(What to do): Tally up the lines below that include the word "display". Answer with the number alone.

-- Records for the task follows --

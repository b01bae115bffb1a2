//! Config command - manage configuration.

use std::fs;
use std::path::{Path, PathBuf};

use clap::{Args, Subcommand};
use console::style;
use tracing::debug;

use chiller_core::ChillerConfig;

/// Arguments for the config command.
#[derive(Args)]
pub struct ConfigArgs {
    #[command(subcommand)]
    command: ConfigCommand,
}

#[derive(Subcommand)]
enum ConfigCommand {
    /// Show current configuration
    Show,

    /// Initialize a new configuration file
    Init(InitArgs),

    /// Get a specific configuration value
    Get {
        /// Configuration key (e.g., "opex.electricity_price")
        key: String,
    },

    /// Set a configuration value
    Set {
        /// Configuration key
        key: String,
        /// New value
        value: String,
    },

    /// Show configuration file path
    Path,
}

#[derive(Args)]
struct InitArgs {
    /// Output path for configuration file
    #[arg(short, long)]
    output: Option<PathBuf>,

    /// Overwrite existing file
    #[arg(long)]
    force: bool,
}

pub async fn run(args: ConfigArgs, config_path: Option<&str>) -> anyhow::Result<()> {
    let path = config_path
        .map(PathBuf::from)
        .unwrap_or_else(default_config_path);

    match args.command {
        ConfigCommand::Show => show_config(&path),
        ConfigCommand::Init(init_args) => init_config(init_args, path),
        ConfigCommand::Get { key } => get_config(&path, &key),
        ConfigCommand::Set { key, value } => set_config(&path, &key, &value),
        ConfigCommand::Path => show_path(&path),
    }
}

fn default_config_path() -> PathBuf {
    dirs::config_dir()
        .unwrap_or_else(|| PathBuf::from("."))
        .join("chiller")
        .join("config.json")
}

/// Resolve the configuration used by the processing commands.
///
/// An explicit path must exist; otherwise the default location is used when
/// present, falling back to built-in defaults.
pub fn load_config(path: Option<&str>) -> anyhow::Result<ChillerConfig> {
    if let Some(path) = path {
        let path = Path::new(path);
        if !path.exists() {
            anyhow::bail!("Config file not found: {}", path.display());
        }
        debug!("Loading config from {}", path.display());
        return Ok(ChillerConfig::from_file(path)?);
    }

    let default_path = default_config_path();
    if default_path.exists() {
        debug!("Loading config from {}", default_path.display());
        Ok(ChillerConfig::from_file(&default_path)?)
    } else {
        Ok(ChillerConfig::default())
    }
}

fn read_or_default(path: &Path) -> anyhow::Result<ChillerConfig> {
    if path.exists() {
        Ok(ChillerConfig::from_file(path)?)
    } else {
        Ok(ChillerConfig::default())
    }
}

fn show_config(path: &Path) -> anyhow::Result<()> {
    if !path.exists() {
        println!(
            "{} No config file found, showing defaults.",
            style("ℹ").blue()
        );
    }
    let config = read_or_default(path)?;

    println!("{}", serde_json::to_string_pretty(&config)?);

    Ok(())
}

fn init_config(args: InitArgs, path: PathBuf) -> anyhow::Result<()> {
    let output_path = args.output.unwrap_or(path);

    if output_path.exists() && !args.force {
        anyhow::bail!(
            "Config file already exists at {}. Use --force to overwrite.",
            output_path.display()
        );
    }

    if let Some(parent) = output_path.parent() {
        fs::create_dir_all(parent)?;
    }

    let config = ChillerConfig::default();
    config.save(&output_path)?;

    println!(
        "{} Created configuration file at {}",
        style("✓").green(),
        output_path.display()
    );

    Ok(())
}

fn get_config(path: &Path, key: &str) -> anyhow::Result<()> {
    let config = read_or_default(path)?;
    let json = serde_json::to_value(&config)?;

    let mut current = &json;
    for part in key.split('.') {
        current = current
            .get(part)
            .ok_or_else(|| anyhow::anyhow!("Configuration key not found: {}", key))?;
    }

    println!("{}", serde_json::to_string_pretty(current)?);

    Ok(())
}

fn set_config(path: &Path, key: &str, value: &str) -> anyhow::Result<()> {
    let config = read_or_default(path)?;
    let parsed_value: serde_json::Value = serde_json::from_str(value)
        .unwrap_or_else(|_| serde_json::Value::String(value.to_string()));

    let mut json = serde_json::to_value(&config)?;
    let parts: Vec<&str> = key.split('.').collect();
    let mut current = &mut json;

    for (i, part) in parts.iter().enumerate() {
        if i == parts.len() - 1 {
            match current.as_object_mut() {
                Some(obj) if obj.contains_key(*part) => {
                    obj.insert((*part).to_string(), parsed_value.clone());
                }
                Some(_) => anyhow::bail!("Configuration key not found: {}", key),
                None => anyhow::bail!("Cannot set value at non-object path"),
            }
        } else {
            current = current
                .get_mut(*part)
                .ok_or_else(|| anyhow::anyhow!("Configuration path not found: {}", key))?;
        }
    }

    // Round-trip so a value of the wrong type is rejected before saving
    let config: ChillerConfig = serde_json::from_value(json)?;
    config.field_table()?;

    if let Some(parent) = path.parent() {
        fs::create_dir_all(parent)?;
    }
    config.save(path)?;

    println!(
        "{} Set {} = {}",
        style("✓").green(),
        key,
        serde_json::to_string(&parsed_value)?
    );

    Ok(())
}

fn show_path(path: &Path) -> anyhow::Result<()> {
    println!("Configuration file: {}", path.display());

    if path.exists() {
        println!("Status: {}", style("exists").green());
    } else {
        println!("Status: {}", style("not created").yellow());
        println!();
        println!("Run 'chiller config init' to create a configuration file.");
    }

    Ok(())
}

-- Records for the task concluded --

(Answer to this task): 6